Material supplied Start Marker
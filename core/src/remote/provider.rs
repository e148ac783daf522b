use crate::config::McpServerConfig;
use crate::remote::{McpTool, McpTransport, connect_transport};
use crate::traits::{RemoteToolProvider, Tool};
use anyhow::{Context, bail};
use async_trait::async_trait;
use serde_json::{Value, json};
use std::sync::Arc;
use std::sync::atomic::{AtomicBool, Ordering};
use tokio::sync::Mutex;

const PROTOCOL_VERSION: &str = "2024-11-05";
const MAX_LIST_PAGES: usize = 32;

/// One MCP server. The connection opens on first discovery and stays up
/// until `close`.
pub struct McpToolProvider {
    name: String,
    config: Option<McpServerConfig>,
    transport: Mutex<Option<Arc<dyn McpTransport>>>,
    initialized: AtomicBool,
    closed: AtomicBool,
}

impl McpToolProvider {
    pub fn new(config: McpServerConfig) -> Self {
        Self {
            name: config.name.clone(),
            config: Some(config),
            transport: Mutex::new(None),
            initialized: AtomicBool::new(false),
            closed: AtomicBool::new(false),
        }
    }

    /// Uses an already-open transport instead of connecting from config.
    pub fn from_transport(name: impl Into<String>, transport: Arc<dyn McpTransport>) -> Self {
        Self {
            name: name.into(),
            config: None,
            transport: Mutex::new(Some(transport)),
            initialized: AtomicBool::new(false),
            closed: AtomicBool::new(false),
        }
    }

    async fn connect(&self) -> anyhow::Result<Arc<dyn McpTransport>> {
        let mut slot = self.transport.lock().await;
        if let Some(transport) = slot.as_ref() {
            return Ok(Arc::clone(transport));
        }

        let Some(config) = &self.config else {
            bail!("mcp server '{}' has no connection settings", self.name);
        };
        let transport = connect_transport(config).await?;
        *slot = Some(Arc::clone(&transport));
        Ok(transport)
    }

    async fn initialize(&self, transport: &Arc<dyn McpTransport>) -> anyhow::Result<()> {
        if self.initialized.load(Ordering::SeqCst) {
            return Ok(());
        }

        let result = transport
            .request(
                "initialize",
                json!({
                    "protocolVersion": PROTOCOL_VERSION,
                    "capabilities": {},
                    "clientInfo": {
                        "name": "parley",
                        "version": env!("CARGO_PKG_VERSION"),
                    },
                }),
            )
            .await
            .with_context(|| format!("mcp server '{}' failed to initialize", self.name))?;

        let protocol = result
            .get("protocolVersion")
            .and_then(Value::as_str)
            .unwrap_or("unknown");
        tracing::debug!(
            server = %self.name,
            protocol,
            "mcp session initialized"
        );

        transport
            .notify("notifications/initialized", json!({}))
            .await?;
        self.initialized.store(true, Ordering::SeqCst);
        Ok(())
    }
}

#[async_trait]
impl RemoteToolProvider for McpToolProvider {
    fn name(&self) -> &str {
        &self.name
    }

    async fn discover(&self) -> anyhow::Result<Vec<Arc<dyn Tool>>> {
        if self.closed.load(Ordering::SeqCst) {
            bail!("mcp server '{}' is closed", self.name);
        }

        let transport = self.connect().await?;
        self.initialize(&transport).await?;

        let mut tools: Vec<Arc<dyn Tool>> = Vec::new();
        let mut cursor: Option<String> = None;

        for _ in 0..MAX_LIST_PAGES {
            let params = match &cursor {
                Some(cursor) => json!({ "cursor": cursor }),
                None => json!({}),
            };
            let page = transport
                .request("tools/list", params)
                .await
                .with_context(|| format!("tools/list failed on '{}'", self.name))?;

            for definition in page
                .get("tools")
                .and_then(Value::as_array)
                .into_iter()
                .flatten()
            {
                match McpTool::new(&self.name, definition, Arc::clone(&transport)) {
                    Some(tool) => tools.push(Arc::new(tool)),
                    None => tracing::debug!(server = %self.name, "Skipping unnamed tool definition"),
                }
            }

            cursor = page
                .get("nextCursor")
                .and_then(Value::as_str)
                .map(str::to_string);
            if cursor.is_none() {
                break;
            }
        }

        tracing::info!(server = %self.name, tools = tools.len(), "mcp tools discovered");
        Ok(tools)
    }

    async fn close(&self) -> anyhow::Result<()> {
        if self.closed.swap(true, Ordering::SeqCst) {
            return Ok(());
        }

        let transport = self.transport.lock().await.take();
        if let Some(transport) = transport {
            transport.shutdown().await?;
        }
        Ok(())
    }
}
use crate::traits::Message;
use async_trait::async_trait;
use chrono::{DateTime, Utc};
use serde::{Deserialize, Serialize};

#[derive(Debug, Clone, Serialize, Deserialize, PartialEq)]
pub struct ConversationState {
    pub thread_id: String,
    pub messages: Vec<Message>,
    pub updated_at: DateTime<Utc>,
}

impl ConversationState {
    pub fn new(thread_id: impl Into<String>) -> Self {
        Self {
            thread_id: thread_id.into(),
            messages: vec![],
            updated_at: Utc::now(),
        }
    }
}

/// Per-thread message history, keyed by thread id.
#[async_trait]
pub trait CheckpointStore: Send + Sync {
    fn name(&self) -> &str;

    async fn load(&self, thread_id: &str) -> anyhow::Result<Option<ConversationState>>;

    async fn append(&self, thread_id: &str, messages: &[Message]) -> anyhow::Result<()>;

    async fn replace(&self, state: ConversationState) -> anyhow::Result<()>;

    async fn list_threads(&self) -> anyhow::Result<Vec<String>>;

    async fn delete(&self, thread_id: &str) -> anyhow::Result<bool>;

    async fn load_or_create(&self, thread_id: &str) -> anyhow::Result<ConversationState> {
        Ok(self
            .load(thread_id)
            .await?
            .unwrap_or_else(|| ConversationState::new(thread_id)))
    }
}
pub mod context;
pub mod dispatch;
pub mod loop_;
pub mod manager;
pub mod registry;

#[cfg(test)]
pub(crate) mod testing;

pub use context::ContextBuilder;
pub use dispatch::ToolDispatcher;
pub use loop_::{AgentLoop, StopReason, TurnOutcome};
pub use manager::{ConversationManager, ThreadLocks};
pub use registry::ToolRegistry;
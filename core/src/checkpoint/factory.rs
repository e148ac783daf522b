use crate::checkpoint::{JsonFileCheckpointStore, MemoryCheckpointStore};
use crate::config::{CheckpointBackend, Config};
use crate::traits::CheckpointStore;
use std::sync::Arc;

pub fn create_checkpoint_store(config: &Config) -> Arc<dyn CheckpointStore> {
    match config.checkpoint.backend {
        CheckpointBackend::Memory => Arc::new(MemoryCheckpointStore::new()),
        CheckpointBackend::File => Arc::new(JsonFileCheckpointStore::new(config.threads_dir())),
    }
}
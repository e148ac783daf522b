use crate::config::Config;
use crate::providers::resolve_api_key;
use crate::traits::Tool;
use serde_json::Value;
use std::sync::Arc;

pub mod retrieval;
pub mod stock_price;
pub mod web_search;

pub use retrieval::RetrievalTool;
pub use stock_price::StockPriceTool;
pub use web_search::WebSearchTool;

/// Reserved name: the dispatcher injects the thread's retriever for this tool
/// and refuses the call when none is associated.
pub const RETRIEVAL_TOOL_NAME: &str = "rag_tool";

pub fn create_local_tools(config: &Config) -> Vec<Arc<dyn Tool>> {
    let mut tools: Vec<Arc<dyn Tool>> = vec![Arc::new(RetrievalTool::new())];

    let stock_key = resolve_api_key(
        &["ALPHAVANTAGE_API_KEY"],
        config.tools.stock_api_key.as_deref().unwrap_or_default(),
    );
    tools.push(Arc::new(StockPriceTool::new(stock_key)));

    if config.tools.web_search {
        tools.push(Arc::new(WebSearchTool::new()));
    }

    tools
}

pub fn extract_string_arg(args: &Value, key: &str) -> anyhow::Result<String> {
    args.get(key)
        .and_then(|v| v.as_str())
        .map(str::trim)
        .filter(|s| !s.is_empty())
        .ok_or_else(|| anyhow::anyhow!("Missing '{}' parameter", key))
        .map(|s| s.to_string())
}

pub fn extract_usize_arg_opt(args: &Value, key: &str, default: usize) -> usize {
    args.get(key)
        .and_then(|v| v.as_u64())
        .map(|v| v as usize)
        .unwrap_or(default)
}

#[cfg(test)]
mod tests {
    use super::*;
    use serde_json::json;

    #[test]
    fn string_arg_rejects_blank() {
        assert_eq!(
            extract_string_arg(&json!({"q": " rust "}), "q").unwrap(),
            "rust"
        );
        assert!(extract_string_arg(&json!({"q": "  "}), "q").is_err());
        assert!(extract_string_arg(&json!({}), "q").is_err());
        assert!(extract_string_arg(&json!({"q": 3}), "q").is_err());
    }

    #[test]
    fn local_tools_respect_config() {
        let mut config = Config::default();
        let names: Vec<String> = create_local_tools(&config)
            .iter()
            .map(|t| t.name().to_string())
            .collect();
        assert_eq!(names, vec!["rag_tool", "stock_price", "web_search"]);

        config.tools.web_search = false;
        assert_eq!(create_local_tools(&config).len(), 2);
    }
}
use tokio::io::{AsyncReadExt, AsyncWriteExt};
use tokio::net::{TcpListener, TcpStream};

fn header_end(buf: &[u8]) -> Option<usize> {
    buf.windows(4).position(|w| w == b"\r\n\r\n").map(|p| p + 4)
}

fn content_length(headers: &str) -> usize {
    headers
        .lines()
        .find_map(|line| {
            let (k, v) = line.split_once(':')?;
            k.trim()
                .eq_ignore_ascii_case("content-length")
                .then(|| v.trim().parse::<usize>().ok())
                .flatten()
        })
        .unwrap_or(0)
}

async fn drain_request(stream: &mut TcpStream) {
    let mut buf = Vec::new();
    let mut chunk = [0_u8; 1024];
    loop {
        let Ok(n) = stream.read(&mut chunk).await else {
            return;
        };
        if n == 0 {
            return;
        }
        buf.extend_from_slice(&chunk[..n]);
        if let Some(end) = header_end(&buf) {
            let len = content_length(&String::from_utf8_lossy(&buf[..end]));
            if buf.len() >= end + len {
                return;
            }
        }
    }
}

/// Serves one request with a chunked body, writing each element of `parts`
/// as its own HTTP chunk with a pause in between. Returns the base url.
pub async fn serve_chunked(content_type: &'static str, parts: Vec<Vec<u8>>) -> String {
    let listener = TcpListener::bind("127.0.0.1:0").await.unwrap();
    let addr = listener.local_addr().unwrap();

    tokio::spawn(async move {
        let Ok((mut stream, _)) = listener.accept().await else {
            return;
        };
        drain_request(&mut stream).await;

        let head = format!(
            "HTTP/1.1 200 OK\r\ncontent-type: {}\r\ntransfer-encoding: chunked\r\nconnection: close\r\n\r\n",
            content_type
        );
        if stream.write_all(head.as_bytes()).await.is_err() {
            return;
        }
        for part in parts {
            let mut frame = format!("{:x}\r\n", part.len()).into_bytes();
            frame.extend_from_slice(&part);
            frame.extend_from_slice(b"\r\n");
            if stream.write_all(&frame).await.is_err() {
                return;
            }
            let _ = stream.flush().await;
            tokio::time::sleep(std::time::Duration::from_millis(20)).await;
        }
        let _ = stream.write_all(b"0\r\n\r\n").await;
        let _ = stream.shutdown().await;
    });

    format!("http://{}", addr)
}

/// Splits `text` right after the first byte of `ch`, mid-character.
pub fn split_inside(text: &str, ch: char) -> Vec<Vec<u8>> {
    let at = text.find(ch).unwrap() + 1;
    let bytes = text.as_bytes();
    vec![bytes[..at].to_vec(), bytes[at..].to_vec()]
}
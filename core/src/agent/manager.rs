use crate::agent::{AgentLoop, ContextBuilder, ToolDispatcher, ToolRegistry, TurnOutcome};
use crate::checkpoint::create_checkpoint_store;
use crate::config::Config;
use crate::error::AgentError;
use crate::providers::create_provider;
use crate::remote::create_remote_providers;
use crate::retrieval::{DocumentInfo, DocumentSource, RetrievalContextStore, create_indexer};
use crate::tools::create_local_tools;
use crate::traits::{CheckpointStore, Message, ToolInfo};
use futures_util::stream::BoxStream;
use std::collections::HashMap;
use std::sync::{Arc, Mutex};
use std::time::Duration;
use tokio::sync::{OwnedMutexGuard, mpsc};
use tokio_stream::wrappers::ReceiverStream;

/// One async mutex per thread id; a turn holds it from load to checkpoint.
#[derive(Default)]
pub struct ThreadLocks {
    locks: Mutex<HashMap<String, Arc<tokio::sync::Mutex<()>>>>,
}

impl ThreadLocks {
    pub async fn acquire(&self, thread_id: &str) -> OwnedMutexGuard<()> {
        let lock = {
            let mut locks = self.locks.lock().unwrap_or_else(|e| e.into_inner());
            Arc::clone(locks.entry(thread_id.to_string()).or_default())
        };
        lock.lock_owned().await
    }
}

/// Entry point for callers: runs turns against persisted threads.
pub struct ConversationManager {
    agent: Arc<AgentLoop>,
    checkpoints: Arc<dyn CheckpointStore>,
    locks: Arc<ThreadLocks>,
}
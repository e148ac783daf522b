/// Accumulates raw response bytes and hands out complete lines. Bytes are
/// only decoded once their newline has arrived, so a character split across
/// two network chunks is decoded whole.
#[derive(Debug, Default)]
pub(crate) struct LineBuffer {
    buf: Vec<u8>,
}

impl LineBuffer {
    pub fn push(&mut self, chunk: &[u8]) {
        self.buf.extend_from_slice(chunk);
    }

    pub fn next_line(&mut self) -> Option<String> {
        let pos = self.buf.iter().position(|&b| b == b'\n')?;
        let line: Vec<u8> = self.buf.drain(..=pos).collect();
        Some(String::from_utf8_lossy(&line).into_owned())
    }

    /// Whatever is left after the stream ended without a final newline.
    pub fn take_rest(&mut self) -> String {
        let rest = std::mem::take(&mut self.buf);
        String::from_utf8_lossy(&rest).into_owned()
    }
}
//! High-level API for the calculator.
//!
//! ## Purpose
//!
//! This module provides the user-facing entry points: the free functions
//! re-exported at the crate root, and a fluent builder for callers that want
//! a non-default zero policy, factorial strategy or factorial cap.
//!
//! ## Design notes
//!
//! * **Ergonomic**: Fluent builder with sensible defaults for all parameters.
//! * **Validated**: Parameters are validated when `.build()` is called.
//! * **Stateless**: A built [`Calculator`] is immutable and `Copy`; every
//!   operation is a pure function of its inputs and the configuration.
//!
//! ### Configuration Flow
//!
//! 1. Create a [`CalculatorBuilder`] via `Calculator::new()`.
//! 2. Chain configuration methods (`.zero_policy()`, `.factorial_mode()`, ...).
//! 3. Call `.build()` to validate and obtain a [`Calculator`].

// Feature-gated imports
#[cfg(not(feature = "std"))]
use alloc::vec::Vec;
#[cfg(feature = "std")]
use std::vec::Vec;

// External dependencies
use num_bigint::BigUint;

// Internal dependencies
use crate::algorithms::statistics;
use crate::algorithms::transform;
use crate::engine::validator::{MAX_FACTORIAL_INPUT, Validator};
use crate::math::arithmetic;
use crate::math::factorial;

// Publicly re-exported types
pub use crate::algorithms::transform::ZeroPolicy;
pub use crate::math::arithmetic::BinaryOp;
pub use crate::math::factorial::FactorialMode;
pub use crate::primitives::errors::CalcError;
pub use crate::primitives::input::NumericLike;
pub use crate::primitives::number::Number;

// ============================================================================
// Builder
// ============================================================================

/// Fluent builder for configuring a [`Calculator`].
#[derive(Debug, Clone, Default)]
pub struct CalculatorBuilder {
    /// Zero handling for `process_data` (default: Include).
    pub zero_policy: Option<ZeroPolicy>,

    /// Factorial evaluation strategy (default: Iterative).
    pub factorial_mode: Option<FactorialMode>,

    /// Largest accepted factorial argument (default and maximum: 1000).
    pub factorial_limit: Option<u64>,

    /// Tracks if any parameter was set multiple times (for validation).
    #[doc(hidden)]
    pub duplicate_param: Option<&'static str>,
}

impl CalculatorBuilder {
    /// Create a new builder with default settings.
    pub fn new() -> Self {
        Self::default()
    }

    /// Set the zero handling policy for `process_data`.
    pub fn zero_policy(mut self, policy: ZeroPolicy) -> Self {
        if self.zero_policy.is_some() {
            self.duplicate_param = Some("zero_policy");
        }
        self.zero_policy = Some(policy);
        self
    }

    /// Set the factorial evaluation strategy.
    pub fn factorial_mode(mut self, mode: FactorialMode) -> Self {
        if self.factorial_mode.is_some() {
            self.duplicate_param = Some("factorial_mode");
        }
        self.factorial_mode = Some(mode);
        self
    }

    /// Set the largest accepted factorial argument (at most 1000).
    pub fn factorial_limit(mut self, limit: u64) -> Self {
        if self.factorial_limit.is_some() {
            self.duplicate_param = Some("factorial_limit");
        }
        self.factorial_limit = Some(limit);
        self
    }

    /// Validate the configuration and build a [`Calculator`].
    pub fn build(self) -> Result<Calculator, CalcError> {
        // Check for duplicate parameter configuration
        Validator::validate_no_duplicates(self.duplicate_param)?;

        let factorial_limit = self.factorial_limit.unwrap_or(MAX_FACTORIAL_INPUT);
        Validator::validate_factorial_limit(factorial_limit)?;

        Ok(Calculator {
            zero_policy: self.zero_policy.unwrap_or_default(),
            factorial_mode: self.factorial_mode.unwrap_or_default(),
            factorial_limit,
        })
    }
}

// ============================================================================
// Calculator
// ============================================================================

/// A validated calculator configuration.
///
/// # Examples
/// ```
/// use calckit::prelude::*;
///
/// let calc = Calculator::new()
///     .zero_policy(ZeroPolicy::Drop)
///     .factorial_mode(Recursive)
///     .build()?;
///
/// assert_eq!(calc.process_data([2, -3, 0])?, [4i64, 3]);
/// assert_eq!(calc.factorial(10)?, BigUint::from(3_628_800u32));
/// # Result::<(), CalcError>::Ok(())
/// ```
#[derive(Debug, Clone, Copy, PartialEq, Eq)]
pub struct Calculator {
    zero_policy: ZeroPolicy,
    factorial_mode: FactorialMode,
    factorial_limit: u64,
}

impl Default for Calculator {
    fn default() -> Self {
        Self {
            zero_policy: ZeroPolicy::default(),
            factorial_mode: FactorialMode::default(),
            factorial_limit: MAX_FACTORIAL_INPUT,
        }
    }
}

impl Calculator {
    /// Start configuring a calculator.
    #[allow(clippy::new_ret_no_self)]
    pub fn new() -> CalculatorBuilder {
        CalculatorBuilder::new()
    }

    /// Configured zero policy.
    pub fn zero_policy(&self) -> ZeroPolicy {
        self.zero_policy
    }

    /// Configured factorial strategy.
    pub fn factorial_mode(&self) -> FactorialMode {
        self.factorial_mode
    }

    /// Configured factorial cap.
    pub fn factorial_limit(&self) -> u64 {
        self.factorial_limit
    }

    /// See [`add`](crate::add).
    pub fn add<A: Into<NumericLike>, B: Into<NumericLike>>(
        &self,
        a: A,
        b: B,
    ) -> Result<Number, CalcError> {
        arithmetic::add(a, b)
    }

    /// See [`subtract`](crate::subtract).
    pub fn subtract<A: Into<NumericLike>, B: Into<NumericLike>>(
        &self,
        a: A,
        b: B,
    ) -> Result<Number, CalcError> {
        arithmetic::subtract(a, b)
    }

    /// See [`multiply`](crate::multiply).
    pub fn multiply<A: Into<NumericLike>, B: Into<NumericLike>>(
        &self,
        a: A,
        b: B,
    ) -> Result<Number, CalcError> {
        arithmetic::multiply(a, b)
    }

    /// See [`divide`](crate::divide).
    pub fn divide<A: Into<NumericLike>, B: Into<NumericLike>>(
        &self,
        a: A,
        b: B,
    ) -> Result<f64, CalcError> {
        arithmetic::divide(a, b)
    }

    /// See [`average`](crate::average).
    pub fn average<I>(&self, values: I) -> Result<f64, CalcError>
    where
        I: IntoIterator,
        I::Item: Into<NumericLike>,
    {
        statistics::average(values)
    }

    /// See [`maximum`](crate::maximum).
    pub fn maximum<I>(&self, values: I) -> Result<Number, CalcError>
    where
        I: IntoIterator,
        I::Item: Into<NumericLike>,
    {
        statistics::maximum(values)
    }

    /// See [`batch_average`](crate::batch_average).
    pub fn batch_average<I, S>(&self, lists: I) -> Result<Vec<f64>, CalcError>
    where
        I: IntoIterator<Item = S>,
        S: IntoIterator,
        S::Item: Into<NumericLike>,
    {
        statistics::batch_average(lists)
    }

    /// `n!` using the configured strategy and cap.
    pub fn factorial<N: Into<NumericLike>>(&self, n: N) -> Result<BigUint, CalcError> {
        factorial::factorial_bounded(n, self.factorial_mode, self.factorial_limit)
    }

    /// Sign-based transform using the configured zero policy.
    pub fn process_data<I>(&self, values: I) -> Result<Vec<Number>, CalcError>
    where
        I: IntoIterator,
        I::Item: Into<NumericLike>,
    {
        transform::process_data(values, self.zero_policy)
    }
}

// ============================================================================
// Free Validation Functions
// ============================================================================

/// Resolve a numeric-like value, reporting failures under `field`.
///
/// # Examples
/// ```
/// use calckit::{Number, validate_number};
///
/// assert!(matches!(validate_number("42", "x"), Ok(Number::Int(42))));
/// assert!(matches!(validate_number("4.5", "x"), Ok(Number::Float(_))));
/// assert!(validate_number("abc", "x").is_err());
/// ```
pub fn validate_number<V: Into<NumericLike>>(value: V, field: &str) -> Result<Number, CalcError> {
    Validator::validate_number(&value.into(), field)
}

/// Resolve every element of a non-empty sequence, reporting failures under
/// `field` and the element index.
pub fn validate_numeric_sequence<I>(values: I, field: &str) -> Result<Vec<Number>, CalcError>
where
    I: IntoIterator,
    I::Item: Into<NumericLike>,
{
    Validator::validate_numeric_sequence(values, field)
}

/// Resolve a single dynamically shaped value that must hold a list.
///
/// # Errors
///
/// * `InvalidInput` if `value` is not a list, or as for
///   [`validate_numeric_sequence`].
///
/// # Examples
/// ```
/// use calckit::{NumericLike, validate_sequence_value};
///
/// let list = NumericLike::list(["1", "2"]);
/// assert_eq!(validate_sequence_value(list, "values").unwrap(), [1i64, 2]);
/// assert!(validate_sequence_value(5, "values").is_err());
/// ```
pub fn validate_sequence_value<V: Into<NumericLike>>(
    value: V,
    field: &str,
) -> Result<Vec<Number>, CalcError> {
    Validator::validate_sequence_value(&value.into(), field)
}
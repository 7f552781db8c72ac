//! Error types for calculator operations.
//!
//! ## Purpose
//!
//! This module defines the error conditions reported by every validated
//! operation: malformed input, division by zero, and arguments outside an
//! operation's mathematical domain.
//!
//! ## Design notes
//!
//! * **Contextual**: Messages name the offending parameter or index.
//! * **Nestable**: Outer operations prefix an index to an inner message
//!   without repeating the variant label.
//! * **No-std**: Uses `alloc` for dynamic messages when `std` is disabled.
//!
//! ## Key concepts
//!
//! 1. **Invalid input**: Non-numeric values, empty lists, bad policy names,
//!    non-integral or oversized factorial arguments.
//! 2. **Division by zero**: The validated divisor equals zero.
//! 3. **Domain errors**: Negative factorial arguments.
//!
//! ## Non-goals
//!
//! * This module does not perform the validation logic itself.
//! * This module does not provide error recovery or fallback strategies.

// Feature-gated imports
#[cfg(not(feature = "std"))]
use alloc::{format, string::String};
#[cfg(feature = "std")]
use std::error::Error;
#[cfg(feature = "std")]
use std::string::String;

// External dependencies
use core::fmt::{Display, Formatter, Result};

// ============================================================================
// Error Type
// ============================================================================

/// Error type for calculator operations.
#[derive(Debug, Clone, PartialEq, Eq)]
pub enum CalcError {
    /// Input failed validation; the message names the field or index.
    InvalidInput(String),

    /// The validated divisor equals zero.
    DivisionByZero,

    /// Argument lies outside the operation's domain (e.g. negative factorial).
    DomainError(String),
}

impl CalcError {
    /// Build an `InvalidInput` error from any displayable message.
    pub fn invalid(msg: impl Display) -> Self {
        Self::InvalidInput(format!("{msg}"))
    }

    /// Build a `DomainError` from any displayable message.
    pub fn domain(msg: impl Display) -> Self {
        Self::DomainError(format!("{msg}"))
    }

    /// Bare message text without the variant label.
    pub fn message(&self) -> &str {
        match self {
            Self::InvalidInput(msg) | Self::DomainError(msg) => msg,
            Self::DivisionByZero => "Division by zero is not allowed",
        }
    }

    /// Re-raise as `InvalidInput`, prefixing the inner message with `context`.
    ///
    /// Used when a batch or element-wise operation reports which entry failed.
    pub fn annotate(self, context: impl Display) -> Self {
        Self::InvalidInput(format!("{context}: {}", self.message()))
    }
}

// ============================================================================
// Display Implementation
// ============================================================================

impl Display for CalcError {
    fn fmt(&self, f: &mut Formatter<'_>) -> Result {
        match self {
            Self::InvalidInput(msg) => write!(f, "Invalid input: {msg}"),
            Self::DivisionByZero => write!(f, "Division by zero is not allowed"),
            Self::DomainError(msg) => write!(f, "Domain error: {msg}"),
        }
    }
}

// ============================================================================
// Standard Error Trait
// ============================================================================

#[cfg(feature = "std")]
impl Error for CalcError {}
Material supplied End Marker
* _Activity_
Pull out each line of the listing that holds the string "Formatter".

* _Response area_
use core::fmt::{Display, Formatter, Result};
    fn fmt(&self, f: &mut Formatter<'_>) -> Result {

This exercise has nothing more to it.